[Stored items]

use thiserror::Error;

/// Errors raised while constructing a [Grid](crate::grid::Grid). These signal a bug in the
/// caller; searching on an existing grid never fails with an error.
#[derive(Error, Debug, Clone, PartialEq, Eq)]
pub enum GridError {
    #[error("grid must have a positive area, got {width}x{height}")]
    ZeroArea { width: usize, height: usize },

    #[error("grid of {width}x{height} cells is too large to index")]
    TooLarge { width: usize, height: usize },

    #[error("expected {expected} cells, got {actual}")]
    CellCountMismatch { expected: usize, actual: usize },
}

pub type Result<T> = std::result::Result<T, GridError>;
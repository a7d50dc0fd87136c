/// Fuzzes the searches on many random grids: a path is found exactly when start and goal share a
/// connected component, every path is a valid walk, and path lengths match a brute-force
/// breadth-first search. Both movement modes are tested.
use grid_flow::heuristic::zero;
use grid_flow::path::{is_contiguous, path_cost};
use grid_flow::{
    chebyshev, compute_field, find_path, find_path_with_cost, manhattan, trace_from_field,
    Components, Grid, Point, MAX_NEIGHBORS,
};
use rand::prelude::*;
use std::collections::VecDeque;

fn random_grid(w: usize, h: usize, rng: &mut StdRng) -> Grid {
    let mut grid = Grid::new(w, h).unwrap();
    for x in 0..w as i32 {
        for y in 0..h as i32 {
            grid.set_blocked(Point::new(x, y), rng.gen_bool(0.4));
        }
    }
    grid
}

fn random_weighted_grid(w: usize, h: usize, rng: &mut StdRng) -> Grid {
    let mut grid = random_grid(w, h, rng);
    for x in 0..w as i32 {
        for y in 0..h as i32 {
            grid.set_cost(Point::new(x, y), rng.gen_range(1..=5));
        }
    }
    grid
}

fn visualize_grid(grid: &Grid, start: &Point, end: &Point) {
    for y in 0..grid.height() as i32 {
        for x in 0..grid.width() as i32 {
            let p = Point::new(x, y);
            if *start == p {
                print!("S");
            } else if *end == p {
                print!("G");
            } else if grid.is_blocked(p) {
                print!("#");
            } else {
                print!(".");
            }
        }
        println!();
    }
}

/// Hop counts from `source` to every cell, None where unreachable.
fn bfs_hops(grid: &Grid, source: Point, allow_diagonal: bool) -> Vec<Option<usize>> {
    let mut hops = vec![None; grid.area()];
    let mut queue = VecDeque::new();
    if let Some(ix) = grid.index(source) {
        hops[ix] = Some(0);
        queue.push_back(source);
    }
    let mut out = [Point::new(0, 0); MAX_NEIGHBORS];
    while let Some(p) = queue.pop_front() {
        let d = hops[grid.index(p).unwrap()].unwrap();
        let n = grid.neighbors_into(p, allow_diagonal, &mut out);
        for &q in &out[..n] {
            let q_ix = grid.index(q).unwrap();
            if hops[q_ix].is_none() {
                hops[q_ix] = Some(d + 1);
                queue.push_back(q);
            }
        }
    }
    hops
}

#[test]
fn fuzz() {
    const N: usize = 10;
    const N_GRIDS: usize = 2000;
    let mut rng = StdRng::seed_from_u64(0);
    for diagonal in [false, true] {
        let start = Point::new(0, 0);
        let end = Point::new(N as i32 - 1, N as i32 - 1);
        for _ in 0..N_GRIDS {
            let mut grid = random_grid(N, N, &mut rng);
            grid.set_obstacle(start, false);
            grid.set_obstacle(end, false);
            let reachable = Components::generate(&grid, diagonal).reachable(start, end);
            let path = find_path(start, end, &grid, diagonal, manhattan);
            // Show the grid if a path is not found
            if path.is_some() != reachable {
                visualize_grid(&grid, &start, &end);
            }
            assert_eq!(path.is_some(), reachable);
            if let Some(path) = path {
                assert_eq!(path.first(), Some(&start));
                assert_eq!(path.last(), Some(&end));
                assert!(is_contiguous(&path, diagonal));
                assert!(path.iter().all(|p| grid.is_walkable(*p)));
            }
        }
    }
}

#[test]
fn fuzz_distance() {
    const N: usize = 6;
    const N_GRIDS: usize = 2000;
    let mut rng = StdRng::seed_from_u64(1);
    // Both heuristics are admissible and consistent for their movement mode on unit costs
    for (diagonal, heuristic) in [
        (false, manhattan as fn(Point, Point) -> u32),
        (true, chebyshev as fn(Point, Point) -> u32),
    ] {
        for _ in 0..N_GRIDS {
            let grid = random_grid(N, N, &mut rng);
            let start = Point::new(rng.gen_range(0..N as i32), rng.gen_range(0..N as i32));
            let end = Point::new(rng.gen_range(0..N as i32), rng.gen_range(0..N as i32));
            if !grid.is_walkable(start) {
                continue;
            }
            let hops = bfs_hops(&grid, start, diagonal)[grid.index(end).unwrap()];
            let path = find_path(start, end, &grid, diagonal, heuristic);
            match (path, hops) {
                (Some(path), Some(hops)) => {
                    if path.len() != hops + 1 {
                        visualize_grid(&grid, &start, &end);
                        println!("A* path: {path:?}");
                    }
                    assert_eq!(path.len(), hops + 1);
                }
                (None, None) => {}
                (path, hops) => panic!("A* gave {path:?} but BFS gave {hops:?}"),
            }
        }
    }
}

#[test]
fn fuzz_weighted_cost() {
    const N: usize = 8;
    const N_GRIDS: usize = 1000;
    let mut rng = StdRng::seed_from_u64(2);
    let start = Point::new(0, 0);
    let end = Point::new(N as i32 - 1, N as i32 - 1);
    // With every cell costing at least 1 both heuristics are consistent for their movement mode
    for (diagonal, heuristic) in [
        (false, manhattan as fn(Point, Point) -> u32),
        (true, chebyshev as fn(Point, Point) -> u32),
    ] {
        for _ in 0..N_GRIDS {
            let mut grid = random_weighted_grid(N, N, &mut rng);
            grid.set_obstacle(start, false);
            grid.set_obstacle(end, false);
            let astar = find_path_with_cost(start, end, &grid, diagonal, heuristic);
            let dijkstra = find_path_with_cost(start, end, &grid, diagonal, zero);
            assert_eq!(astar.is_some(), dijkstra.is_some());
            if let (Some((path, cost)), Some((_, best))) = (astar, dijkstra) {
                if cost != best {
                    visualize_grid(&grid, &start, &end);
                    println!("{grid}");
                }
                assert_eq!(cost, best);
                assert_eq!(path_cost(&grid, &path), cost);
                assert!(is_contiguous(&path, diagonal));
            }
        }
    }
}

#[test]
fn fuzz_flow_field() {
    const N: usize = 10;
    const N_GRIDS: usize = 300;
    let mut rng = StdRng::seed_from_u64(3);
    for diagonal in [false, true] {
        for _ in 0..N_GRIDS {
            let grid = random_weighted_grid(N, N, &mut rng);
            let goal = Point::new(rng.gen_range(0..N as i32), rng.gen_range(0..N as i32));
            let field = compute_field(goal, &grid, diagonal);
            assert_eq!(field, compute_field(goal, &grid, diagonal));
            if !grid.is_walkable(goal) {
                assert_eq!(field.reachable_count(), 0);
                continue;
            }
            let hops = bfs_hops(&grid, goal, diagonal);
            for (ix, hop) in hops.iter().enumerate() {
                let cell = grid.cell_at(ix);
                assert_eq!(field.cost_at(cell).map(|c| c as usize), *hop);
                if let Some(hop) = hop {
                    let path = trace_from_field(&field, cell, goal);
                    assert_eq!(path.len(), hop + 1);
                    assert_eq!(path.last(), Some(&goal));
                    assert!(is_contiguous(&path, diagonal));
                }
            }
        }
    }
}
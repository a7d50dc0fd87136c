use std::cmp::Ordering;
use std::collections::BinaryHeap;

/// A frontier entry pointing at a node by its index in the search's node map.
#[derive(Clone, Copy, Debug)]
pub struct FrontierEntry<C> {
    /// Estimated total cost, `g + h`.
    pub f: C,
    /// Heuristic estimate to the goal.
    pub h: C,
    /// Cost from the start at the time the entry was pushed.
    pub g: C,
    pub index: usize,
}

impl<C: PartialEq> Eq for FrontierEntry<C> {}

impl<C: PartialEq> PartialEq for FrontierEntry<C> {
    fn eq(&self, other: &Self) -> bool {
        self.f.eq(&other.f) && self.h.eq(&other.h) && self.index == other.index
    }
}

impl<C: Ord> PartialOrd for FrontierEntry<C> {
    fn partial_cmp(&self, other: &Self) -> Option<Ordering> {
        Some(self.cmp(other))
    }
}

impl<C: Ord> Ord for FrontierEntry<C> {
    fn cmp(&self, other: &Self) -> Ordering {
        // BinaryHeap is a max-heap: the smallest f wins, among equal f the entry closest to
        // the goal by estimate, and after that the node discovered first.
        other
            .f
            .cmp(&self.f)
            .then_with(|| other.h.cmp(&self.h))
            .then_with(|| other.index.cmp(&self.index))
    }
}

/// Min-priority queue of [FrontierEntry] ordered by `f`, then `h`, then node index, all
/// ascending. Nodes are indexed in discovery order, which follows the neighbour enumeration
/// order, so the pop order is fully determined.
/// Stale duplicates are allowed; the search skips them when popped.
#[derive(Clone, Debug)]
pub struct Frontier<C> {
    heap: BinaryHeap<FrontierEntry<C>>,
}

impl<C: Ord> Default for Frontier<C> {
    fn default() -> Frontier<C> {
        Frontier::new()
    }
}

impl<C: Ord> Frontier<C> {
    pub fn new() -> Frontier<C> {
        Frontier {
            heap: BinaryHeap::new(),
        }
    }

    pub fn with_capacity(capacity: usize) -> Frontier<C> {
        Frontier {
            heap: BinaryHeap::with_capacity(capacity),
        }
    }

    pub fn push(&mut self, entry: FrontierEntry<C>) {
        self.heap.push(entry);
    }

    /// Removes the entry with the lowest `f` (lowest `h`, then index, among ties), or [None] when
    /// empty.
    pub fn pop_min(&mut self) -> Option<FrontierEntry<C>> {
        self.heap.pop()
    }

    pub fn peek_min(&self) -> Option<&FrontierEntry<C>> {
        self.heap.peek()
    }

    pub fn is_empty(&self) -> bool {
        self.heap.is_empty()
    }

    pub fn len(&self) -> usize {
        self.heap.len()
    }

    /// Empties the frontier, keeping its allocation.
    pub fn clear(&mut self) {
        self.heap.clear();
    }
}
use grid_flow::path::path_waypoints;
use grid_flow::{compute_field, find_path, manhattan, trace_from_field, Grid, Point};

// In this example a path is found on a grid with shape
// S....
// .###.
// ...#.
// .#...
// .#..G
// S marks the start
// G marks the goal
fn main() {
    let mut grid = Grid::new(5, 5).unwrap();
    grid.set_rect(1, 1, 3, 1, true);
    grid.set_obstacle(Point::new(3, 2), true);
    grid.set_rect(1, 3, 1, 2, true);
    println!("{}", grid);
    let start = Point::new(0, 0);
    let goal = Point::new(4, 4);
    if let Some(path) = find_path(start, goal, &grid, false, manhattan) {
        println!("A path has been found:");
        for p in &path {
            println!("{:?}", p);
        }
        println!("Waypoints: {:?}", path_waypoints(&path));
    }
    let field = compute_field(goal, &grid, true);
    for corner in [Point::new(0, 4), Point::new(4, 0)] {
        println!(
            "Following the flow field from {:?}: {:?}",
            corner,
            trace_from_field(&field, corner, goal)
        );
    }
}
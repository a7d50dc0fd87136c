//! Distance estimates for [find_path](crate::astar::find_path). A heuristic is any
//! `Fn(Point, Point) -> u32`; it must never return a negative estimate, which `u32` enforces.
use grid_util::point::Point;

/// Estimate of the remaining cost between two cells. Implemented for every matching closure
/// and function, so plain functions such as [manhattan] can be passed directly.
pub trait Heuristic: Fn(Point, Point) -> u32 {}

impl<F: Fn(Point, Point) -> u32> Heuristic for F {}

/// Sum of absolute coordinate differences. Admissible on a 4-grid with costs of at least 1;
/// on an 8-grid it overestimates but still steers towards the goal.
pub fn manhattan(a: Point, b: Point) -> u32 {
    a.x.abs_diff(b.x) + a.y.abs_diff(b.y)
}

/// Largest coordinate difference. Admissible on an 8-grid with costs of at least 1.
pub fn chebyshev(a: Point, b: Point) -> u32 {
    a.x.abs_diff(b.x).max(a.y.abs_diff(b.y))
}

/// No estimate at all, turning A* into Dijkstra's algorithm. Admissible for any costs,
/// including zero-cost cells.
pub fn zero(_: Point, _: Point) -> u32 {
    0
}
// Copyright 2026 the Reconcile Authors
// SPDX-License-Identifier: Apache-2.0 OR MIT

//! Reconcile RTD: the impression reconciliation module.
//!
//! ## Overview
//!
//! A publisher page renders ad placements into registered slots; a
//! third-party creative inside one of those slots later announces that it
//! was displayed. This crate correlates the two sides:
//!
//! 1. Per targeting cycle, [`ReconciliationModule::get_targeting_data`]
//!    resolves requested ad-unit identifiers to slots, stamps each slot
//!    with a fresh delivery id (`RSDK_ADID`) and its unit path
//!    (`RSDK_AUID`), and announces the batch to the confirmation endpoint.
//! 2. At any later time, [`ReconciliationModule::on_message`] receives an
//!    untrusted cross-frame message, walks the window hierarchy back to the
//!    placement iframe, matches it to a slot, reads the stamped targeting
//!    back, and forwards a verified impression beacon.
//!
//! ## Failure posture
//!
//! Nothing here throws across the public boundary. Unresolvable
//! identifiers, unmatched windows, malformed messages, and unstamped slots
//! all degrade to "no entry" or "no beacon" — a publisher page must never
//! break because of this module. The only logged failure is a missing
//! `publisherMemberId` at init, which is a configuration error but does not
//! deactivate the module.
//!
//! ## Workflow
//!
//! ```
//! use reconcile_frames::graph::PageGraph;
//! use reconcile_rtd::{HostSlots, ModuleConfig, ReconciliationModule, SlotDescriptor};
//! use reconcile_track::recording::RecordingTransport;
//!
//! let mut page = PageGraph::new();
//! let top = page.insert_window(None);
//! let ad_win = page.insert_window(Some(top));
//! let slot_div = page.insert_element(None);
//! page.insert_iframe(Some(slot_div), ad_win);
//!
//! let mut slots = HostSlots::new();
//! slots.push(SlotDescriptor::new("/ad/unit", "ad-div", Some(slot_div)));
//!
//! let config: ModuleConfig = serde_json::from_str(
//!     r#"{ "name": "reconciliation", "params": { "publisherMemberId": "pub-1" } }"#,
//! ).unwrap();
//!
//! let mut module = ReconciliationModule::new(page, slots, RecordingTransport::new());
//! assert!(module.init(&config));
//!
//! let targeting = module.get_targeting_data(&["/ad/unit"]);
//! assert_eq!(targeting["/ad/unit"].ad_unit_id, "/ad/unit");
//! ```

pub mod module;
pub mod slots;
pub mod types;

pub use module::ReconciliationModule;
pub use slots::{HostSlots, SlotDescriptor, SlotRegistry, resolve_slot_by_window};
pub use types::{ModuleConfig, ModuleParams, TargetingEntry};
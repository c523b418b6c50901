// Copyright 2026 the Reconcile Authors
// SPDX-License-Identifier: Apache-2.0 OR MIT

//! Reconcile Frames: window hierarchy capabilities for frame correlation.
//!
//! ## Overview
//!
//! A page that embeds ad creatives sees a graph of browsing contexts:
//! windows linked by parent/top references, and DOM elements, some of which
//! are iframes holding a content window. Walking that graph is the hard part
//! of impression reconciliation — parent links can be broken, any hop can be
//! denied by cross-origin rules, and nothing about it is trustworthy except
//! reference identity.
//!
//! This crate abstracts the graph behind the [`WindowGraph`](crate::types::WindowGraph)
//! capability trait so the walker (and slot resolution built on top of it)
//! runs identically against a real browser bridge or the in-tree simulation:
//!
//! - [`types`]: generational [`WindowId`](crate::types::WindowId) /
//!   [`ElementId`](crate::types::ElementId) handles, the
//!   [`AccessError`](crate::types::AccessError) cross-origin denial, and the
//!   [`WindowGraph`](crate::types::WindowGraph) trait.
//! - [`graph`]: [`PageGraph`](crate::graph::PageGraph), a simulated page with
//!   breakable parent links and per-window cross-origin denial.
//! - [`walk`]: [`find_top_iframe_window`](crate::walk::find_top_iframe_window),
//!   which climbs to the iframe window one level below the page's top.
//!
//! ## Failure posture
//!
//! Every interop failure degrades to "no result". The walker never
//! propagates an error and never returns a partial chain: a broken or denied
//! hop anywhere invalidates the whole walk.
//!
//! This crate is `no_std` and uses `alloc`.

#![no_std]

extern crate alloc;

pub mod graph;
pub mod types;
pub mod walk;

## Exercise details
For the records above, give the number of lines containing the string "beacon" and no other words.

## Response to this exercise
2